Dazu kommt die schon länger andauernde Unruhe beim Verband. Neben Dünnes gab es noch zahlreiche andere Abgänge. Präsident René Hecht und die von ihm gestützte Julia Frauendorf, die als Vorstand die Modernisierung antreiben soll, sind Berichten des «Volleyball Magazins» zufolge auch intern umstritten. Der DVV hat außerdem nach der Insolvenz seiner Eventagentur Probleme, Länderspiele in Deutschland auszurichten.

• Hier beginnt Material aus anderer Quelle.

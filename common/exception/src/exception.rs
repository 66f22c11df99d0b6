// Copyright 2021 Datafuse Labs.
//
// Licensed under the Apache License, Version 2.0 (the "License");
// you may not use this file except in compliance with the License.
// You may obtain a copy of the License at
//
//     http://www.apache.org/licenses/LICENSE-2.0
//
// Unless required by applicable law or agreed to in writing, software
// distributed under the License is distributed on an "AS IS" BASIS,
// WITHOUT WARRANTIES OR CONDITIONS OF ANY KIND, either express or implied.
// See the License for the specific language governing permissions and
// limitations under the License.

#![allow(non_snake_case)]

use std::fmt::Debug;
use std::fmt::Display;
use std::fmt::Formatter;
use std::sync::Arc;

use backtrace::Backtrace;
use thiserror::Error;

pub type Result<T> = std::result::Result<T, ErrorCode>;

#[derive(Error)]
pub struct ErrorCode {
    code: u16,
    display_text: String,
    // The backtrace of the first error site, if capturing was possible.
    backtrace: Option<Arc<Backtrace>>,
}

impl ErrorCode {
    pub fn code(&self) -> u16 {
        self.code
    }

    pub fn message(&self) -> String {
        self.display_text.clone()
    }

    pub fn add_message(self, msg: impl AsRef<str>) -> Self {
        Self {
            code: self.code,
            display_text: format!("{}\n{}", msg.as_ref(), self.display_text),
            backtrace: self.backtrace,
        }
    }

    pub fn backtrace_str(&self) -> String {
        match self.backtrace.as_ref() {
            None => "".to_string(),
            Some(b) => format!("{:?}", b),
        }
    }
}

macro_rules! build_exceptions {
    ($($body:ident($code:expr)),*$(,)*) => {
        impl ErrorCode {
            $(
                pub fn $body(display_text: impl Into<String>) -> ErrorCode {
                    ErrorCode {
                        code: $code,
                        display_text: display_text.into(),
                        backtrace: Some(Arc::new(Backtrace::new())),
                    }
                }
            )*
        }
    }
}

build_exceptions! {
    Ok(0),
    UnknownException(1000),
    InvalidConfig(1001),
    MetaStoreDamaged(1002),
    MetaStoreAlreadyExists(1003),
    MetaStoreNotFound(1004),
    SerdeError(1005),
    TokioError(1006),
    Timeout(1007),
    MetaServiceError(1008),
    InvalidConfigVersion(1009),
    RaftError(1010),
    IllegalRequest(1011),
    SnapshotDamaged(1012),
    UnknownPeer(1013),
    RetryLimitExceeded(1014),
    BadAddressFormat(1015),
    IoError(1016),
    ShutdownInProgress(1017),
}

impl Display for ErrorCode {
    fn fmt(&self, f: &mut Formatter) -> std::fmt::Result {
        write!(f, "Code: {}, displayText = {}.", self.code, self.display_text)
    }
}

impl Debug for ErrorCode {
    fn fmt(&self, f: &mut Formatter) -> std::fmt::Result {
        write!(f, "Code: {}, displayText = {}.", self.code, self.display_text)
    }
}

impl ErrorCode {
    pub fn from_std_error<T: std::error::Error>(error: T) -> Self {
        ErrorCode {
            code: 1000,
            display_text: format!("{}", error),
            backtrace: Some(Arc::new(Backtrace::new())),
        }
    }
}

impl From<std::io::Error> for ErrorCode {
    fn from(error: std::io::Error) -> Self {
        ErrorCode::IoError(format!("{}", error))
    }
}

impl From<serde_json::Error> for ErrorCode {
    fn from(error: serde_json::Error) -> Self {
        ErrorCode::SerdeError(format!("json (de)serialize: {}", error))
    }
}

impl From<std::net::AddrParseError> for ErrorCode {
    fn from(error: std::net::AddrParseError) -> Self {
        ErrorCode::BadAddressFormat(format!("bad address format: {}", error))
    }
}

impl From<anyhow::Error> for ErrorCode {
    fn from(error: anyhow::Error) -> Self {
        ErrorCode {
            code: 1000,
            display_text: format!("{}, source: {:?}", error, error.source()),
            backtrace: Some(Arc::new(Backtrace::new())),
        }
    }
}

impl From<tonic::Status> for ErrorCode {
    fn from(status: tonic::Status) -> Self {
        ErrorCode::MetaServiceError(format!("tonic status: {}", status))
    }
}

impl From<tonic::transport::Error> for ErrorCode {
    fn from(error: tonic::transport::Error) -> Self {
        ErrorCode::MetaServiceError(format!("tonic transport: {}", error))
    }
}

/// Map any error into an `ErrorCode` with a lazily built context message.
///
/// ```ignore
/// db.drop_tree(n).map_err_to_code(ErrorCode::MetaStoreDamaged, || "drop tree")?;
/// ```
pub trait ToErrorCode<T, E, CtxFn>
where E: Display + Send + Sync + 'static
{
    fn map_err_to_code<ErrFn, D>(self, make_exception: ErrFn, context_fn: CtxFn) -> Result<T>
    where
        ErrFn: FnOnce(String) -> ErrorCode,
        D: Display,
        CtxFn: FnOnce() -> D;
}

impl<T, E, CtxFn> ToErrorCode<T, E, CtxFn> for std::result::Result<T, E>
where E: Display + Send + Sync + 'static
{
    fn map_err_to_code<ErrFn, D>(self, make_exception: ErrFn, context_fn: CtxFn) -> Result<T>
    where
        ErrFn: FnOnce(String) -> ErrorCode,
        D: Display,
        CtxFn: FnOnce() -> D,
    {
        self.map_err(|error| {
            let err_text = format!("{}, cause: {}", context_fn(), error);
            make_exception(err_text)
        })
    }
}
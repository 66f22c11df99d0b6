// Copyright 2021 Datafuse Labs.
//
// Licensed under the Apache License, Version 2.0 (the "License");
// you may not use this file except in compliance with the License.
// You may obtain a copy of the License at
//
//     http://www.apache.org/licenses/LICENSE-2.0
//
// Unless required by applicable law or agreed to in writing, software
// distributed under the License is distributed on an "AS IS" BASIS,
// WITHOUT WARRANTIES OR CONDITIONS OF ANY KIND, either express or implied.
// See the License for the specific language governing permissions and
// limitations under the License.

use std::collections::BTreeSet;
use std::sync::Arc;

use async_raft::error::ClientWriteError;
use async_raft::error::InitializeError;
use async_raft::raft::ClientWriteRequest;
use async_raft::NodeId;
use async_raft::Raft;
use async_raft::RaftMetrics;
use async_raft::State;
use common_base::tokio;
use common_beacon_raft_store::state_machine::AutoIncrStateMachine;
use common_beacon_raft_store::state_machine::CatalogStateMachine;
use common_beacon_raft_store::state_machine::GroupStateMachine;
use common_beacon_raft_store::state_machine::TsoStateMachine;
use common_beacon_raft_store::RaftConfig;
use common_beacon_types::ManagerRequest;
use common_beacon_types::ManagerResponse;
use common_beacon_types::TsoOpType;
use common_beacon_types::TsoRequest;
use common_beacon_types::TsoResponse;
use common_beacon_types::GROUP_AUTO_INCR;
use common_beacon_types::GROUP_CATALOG;
use common_beacon_types::GROUP_TSO;
use common_exception::ErrorCode;
use common_exception::Result;
use common_sled_store::get_sled_db;
use common_sled_store::init_sled_db;
use common_tracing::tracing;

use crate::discovery::tso_runtime::TsoRuntime;
use crate::discovery::BeaconNetwork;
use crate::discovery::BeaconRaftStore;

pub type GroupRaft<SM> = Raft<
    <SM as GroupStateMachine>::Req,
    <SM as GroupStateMachine>::Resp,
    BeaconNetwork,
    BeaconRaftStore<SM>,
>;

/// One raft group: its durable store and its running raft instance.
pub struct GroupHandle<SM: GroupStateMachine> {
    pub store: Arc<BeaconRaftStore<SM>>,
    pub raft: GroupRaft<SM>,
}

impl<SM: GroupStateMachine> GroupHandle<SM> {
    async fn boot(config: &RaftConfig) -> Result<GroupHandle<SM>> {
        let store = Arc::new(BeaconRaftStore::<SM>::open_create(config, Some(()), Some(())).await?);

        let election_override = store.raft_state.read_election_timeout_ms()?;
        let raft_config = Arc::new(config.raft_config(SM::GROUP_NAME, election_override)?);

        let network = Arc::new(BeaconNetwork::new(SM::GROUP_ID, config.clone()));
        let raft = Raft::new(config.id, raft_config, network, store.clone());

        if !store.is_open() {
            let members: BTreeSet<NodeId> = (1..=config.peers.len() as u64).collect();
            match raft.initialize(members).await {
                Ok(()) => {
                    tracing::info!("group {} initialized", SM::GROUP_NAME);
                }
                Err(InitializeError::NotAllowed) => {
                    // The cluster is already formed; nothing to do.
                }
                Err(e) => {
                    return Err(ErrorCode::RaftError(format!(
                        "initialize group {}: {}",
                        SM::GROUP_NAME,
                        e
                    )));
                }
            }
        }

        Ok(GroupHandle { store, raft })
    }

    pub fn metrics(&self) -> RaftMetrics {
        self.raft.metrics().borrow().clone()
    }

    pub fn is_leader(&self) -> bool {
        let m = self.metrics();
        m.state == State::Leader
    }

    /// The current leader's address, or empty when unknown.
    pub fn leader_hint(&self, config: &RaftConfig) -> String {
        match self.metrics().current_leader {
            Some(id) => config.peer_addr(id),
            None => "".to_string(),
        }
    }
}

/// The raft group host: three independent groups in one process, plus the
/// TSO leader runtime bound to the timestamp group's leadership.
pub struct BeaconNode {
    pub config: RaftConfig,

    pub catalog: GroupHandle<CatalogStateMachine>,
    pub auto_incr: GroupHandle<AutoIncrStateMachine>,
    pub tso: GroupHandle<TsoStateMachine>,

    pub tso_runtime: Arc<TsoRuntime>,
}

impl BeaconNode {
    /// Open the storage and start all three groups. On a pristine store the
    /// cluster is initialized from the configured peer set.
    #[tracing::instrument(level = "info", skip(config))]
    pub async fn boot(config: &RaftConfig) -> Result<Arc<BeaconNode>> {
        config.check()?;
        init_sled_db(config.raft_dir.clone());

        let catalog = GroupHandle::<CatalogStateMachine>::boot(config).await?;
        let auto_incr = GroupHandle::<AutoIncrStateMachine>::boot(config).await?;
        let tso = GroupHandle::<TsoStateMachine>::boot(config).await?;

        let tso_runtime = TsoRuntime::new(config.clone(), tso.store.clone(), tso.raft.clone());

        let node = Arc::new(BeaconNode {
            config: config.clone(),
            catalog,
            auto_incr,
            tso,
            tso_runtime: tso_runtime.clone(),
        });

        // Bind the TSO runtime to the timestamp group's leadership changes.
        let mut rx = node.tso.raft.metrics();
        tokio::spawn(async move {
            let mut was_leader = false;
            loop {
                let is_leader = rx.borrow().state == State::Leader;
                if is_leader && !was_leader {
                    tso_runtime.clone().on_leader_start().await;
                } else if !is_leader && was_leader {
                    tso_runtime.on_leader_stop();
                }
                was_leader = is_leader;

                if rx.changed().await.is_err() {
                    tso_runtime.on_leader_stop();
                    return;
                }
            }
        });

        Ok(node)
    }

    /// Route a write into its group and wait for the applied response.
    /// A non-leader answers `NotLeader` with the current leader hint.
    pub async fn submit_manager(&self, req: ManagerRequest) -> ManagerResponse {
        if req.op_type.is_auto_increment() {
            self.submit_mgr(&self.auto_incr, req).await
        } else {
            self.submit_mgr(&self.catalog, req).await
        }
    }

    async fn submit_mgr<SM>(&self, group: &GroupHandle<SM>, req: ManagerRequest) -> ManagerResponse
    where SM: GroupStateMachine<Req = ManagerRequest, Resp = ManagerResponse> {
        let op_type = req.op_type;
        metrics::increment_counter!("beacon_manager_requests");

        match group.raft.client_write(ClientWriteRequest::new(req)).await {
            Ok(resp) => resp.data,
            Err(ClientWriteError::ForwardToLeader(_, leader)) => {
                let hint = leader
                    .map(|id| self.config.peer_addr(id))
                    .unwrap_or_default();
                ManagerResponse::not_leader(op_type, hint)
            }
            Err(ClientWriteError::RaftError(e)) => ManagerResponse::error(
                op_type,
                common_beacon_types::ErrCode::InternalError,
                format!("raft: {}", e),
            ),
        }
    }

    /// The timestamp service entry: `GenTso` is served outside the log,
    /// admin updates are replicated.
    pub async fn submit_tso(&self, req: TsoRequest) -> TsoResponse {
        let op_type = req.op_type;

        if op_type == TsoOpType::QueryTsoInfo {
            let mut resp = self.tso_runtime.query_info().await;
            resp.leader = self.tso.leader_hint(&self.config);
            return resp;
        }

        if !self.tso.is_leader() {
            let mut resp = TsoResponse::error(
                op_type,
                common_beacon_types::ErrCode::NotLeader,
                "not leader",
            );
            resp.leader = self.tso.leader_hint(&self.config);
            return resp;
        }

        if op_type == TsoOpType::GenTso {
            return self.tso_runtime.gen_tso(req.count).await;
        }

        match self.tso.raft.client_write(ClientWriteRequest::new(req)).await {
            Ok(resp) => resp.data,
            Err(ClientWriteError::ForwardToLeader(_, leader)) => {
                let mut resp = TsoResponse::error(
                    op_type,
                    common_beacon_types::ErrCode::NotLeader,
                    "not leader",
                );
                resp.leader = leader
                    .map(|id| self.config.peer_addr(id))
                    .unwrap_or_default();
                resp
            }
            Err(ClientWriteError::RaftError(e)) => TsoResponse::error(
                op_type,
                common_beacon_types::ErrCode::InternalError,
                format!("raft: {}", e),
            ),
        }
    }

    /// Graceful stop: shut every group down and flush the storage, so recent
    /// mutations survive the exit.
    pub async fn shutdown(&self) -> Result<()> {
        self.tso_runtime.on_leader_stop();

        self.catalog
            .raft
            .shutdown()
            .await
            .map_err(|e| ErrorCode::RaftError(format!("shutdown catalog: {}", e)))?;
        self.auto_incr
            .raft
            .shutdown()
            .await
            .map_err(|e| ErrorCode::RaftError(format!("shutdown auto_incr: {}", e)))?;
        self.tso
            .raft
            .shutdown()
            .await
            .map_err(|e| ErrorCode::RaftError(format!("shutdown tso: {}", e)))?;

        self.flush().await
    }

    /// One atomic storage flush; also run periodically in the background.
    pub async fn flush(&self) -> Result<()> {
        let db = get_sled_db();
        db.flush_async()
            .await
            .map_err(|e| ErrorCode::MetaStoreDamaged(format!("flush: {}", e)))?;
        Ok(())
    }
}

Frauendorf räumt dies ein, sagt aber auch: «Es ist unser ausgesprochenes Ziel, Länderspiele in Deutschland auszutragen, damit unsere Nationalmannschaften im eigenen Land wieder sichtbar werden.» Aktuell setzt man dabei auf die Unterstützung von Vereinen.

Sorgen um Volleyball-Verband

Bei der Volleyball-Bundesliga (VBL) schaut man nicht ohne Sorge zum Verband. «Wir haben aufgrund der Entwicklungen in den letzten Wochen große Sorgen, dass es der DVV-Verbandsspitze gelingen wird, wieder Ruhe in den Verband zu bringen, die Landesverbände politisch zu einen und Gestaltungsmehrheiten für die Sachthemen zu erzielen», sagt Geschäftsführer Daniel Sattler der dpa. Die Lage schade auch der Liga. VBL und Verband müssten in der Sache gemeinsam die Probleme lösen.

Sportlich gibt es dagegen Anlass zur Hoffnung. Die deutschen Frauen gewannen in der ersten Woche der Nationenliga trotz einer kurzen Vorbereitung drei von vier Spielen und sammelten wichtige Punkte für die Weltrangliste, die eine zweite Chance für die Olympia-Qualifikation bietet. Außenangreiferin Hanna Orthmann tat sich besonders hervor. «Sie ist schon jetzt eine Riesenstütze für uns und auf dem Weg zur Weltklasse», sagt Pogany.

Die Männer steigen am 7. Juni gegen Brasilien mit Zuversicht in das Turnier ein. «Die Voraussetzungen im Vergleich zum letzten Jahr sind auf jeden Fall anders, weil die allermeisten dabei sind und viel in der Vereinssaison gespielt haben. Das Niveau ist deutlich höher», sagt Kampa.